**WHAT TO WORK ON**
Please output the section of the listing below that opens with the line containing "the streaming engine" and closes with the line containing "the crate root.", exactly and with nothing else.

▶

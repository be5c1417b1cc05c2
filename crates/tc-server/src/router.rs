//! Axum router construction.

use axum::middleware;
use axum::routing::get;
use axum::Router;
use tower_http::cors::{Any, CorsLayer};
use tower_http::trace::TraceLayer;

use crate::context::AppContext;
use crate::middleware::request_id::request_id_middleware;
use crate::routes;

/// Build the application router with all routes and middleware layers.
pub fn build_router(ctx: AppContext) -> Router {
    let cors = CorsLayer::new()
        .allow_origin(Any)
        .allow_methods(Any)
        .allow_headers(Any);

    Router::new()
        .route("/health", get(routes::health::health_check))
        .route(
            "/stream/{asset_id}/{artifact}",
            get(routes::stream::artifact),
        )
        .route("/play/{asset_id}/{quality}", get(routes::play::play))
        .route(
            "/transcode/{asset_id}/{quality}",
            get(routes::transcode::get_transcode).post(routes::transcode::prefetch_transcode),
        )
        .route("/live/{asset_id}/{quality}", get(routes::live::live))
        .route("/admin/tools", get(routes::admin::tools))
        .layer(middleware::from_fn(request_id_middleware))
        .layer(cors)
        .layer(TraceLayer::new_for_http())
        .with_state(ctx)
}
//! r2d2 pool over the SQLite catalog database.

use std::path::Path;
use std::sync::atomic::{AtomicU64, Ordering};

use r2d2::Pool;
use r2d2_sqlite::SqliteConnectionManager;
use tc_core::{Error, Result};

use crate::migrations;

pub type DbPool = Pool<SqliteConnectionManager>;
pub type PooledConnection = r2d2::PooledConnection<SqliteConnectionManager>;

/// Catalog access is a handful of point lookups per request.
const POOL_SIZE: u32 = 4;

/// Open (or create) the catalog database at `db_path` and migrate it.
///
/// Connections use WAL so the CLI can register assets while the server runs.
pub fn init_pool(db_path: &Path) -> Result<DbPool> {
    if let Some(parent) = db_path.parent().filter(|p| !p.as_os_str().is_empty()) {
        std::fs::create_dir_all(parent)?;
    }

    let manager = SqliteConnectionManager::file(db_path).with_init(|conn| {
        conn.execute_batch(
            "PRAGMA journal_mode = WAL;
             PRAGMA busy_timeout = 5000;",
        )
    });
    open(manager)
}

/// Private in-memory catalog; every call gets its own database.
pub fn init_memory_pool() -> Result<DbPool> {
    static NEXT: AtomicU64 = AtomicU64::new(0);
    let name = format!(
        "file:tunecast_catalog_{}?mode=memory&cache=shared",
        NEXT.fetch_add(1, Ordering::Relaxed)
    );
    open(SqliteConnectionManager::file(name))
}

fn open(manager: SqliteConnectionManager) -> Result<DbPool> {
    let pool = Pool::builder()
        .max_size(POOL_SIZE)
        .build(manager)
        .map_err(|e| Error::database(format!("opening catalog pool: {e}")))?;
    migrations::run_migrations(&*get_conn(&pool)?)?;
    Ok(pool)
}

pub fn get_conn(pool: &DbPool) -> Result<PooledConnection> {
    pool.get()
        .map_err(|e| Error::database(format!("catalog connection unavailable: {e}")))
}
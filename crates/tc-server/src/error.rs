//! Error-to-HTTP response conversion.
//!
//! Route handlers return `Result<T, AppError>`; any [`tc_core::Error`]
//! converts with `?`.

use axum::http::StatusCode;
use axum::response::{IntoResponse, Response};
use serde_json::json;

/// Wrapper so we can implement `IntoResponse` for an external type.
#[derive(Debug)]
pub struct AppError {
    inner: tc_core::Error,
    request_id: Option<String>,
}

impl AppError {
    pub fn new(inner: tc_core::Error) -> Self {
        Self {
            inner,
            request_id: None,
        }
    }

    pub fn with_request_id(mut self, id: impl Into<String>) -> Self {
        self.request_id = Some(id.into());
        self
    }

    pub fn inner(&self) -> &tc_core::Error {
        &self.inner
    }

    /// Machine-readable code included in the JSON body.
    pub fn code(&self) -> &'static str {
        match &self.inner {
            tc_core::Error::NotFound { .. } => "not_found",
            tc_core::Error::Validation(_) => "validation_error",
            tc_core::Error::Database { .. } => "database_error",
            tc_core::Error::Io { .. } => "io_error",
            tc_core::Error::Tool { .. } => "tool_error",
            tc_core::Error::ProcessKilled { .. } => "process_killed",
            tc_core::Error::ProcessFailed { .. } => "process_failed",
            tc_core::Error::Probe(_) => "probe_error",
            tc_core::Error::Timeout(_) => "timeout",
            tc_core::Error::Cancelled => "cancelled",
            tc_core::Error::Internal(_) => "internal_error",
        }
    }
}

impl From<tc_core::Error> for AppError {
    fn from(e: tc_core::Error) -> Self {
        Self::new(e)
    }
}

impl IntoResponse for AppError {
    fn into_response(self) -> Response {
        let status = StatusCode::from_u16(self.inner.http_status())
            .unwrap_or(StatusCode::INTERNAL_SERVER_ERROR);

        if status.is_server_error() {
            tracing::error!(
                status = %status,
                error = %self.inner,
                "Server error in API handler"
            );
        }

        let body = json!({
            "error": self.inner.to_string(),
            "code": self.code(),
            "request_id": self.request_id,
        });

        (status, axum::Json(body)).into_response()
    }
}
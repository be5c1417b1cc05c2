//! Playlist models rendered by [`crate::generator`].

use serde::{Deserialize, Serialize};

/// One `#EXT-X-STREAM-INF` line of the master manifest.
#[derive(Debug, Clone, Serialize, Deserialize)]
pub struct StreamInf {
    /// Estimated bits per second.
    pub bandwidth: u64,
    /// RFC 6381 codec, `mp4a.40.2` or `flac`.
    pub codecs: String,
    pub channels: u32,
    /// Variant manifest, relative to the master.
    pub uri: String,
}

/// `#EXTINF` entry; `duration` is in seconds.
#[derive(Debug, Clone, Serialize, Deserialize)]
pub struct Segment {
    pub duration: f64,
    pub uri: String,
}

/// Master manifest: every audio variant of one asset.
#[derive(Debug, Clone, Serialize, Deserialize)]
pub struct MasterPlaylist {
    pub streams: Vec<StreamInf>,
}

/// Per-variant manifest, published before any segment exists.
#[derive(Debug, Clone, Serialize, Deserialize)]
pub struct MediaPlaylist {
    /// Longest segment, rounded up to whole seconds.
    pub target_duration: u64,
    pub media_sequence: u64,
    pub segments: Vec<Segment>,
    pub vod: bool,
    /// Emit `#EXT-X-ENDLIST`.
    pub ended: bool,
    /// `#EXT-X-MAP` target (`{stem}_-1.m4s`).
    pub init_segment_uri: Option<String>,
}
//! Integration tests for reclaiming unused stream directories.

mod common;

use std::time::{Duration, SystemTime};

use common::TestHarness;
use tc_core::{GenerationKey, Variant};

#[tokio::test]
async fn stale_generated_directory_is_swept() {
    let h = TestHarness::new();
    let stale = h.register(31);
    let fresh = h.register(32);

    for id in [stale, fresh] {
        h.ctx
            .engine
            .ensure_generating(GenerationKey::variant(id, Variant::Aac96))
            .await
            .unwrap();
    }

    std::fs::File::options()
        .write(true)
        .open(h.layout().usage_marker(stale))
        .unwrap()
        .set_modified(SystemTime::now() - Duration::from_secs(3 * 3600))
        .unwrap();

    let report = tc_stream::sweep(h.layout().hls_root(), h.ctx.config.reaper.ttl()).unwrap();
    assert_eq!(report.scanned, 2);
    assert_eq!(report.removed, 1);
    assert!(!h.layout().asset_dir(stale).exists());
    assert!(h.layout().completion_marker(fresh, Variant::Aac96).exists());

    // A swept asset regenerates on the next request.
    let served = h.ctx.engine.serve(stale, "96k_1.m4s").await.unwrap();
    assert_eq!(served.body, b"96k segment 1");
}
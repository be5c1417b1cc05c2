//! tc-core: shared types, IDs, errors, configuration, and the catalog contract.
//!
//! This crate is the foundational dependency for all other tc-* crates,
//! providing the asset identifier, a unified error type, the rendition
//! vocabulary (variants, transcode qualities, generation keys), application
//! configuration, and the narrow catalog interface the streaming engine
//! consumes.

pub mod catalog;
pub mod config;
pub mod error;
pub mod ids;
pub mod media;
pub mod signature;

// Re-export the most commonly used items at the crate root.
pub use catalog::{Catalog, MemoryCatalog};
pub use error::{Error, Result};
pub use ids::AssetId;
pub use media::*;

◀

**RESPONSE TO THIS TASK**
//! configuration, and the narrow catalog interface the streaming engine
//! consumes.

pub mod catalog;
pub mod config;
pub mod error;
pub mod ids;
pub mod media;
pub mod signature;

// Re-export the most commonly used items at the crate root.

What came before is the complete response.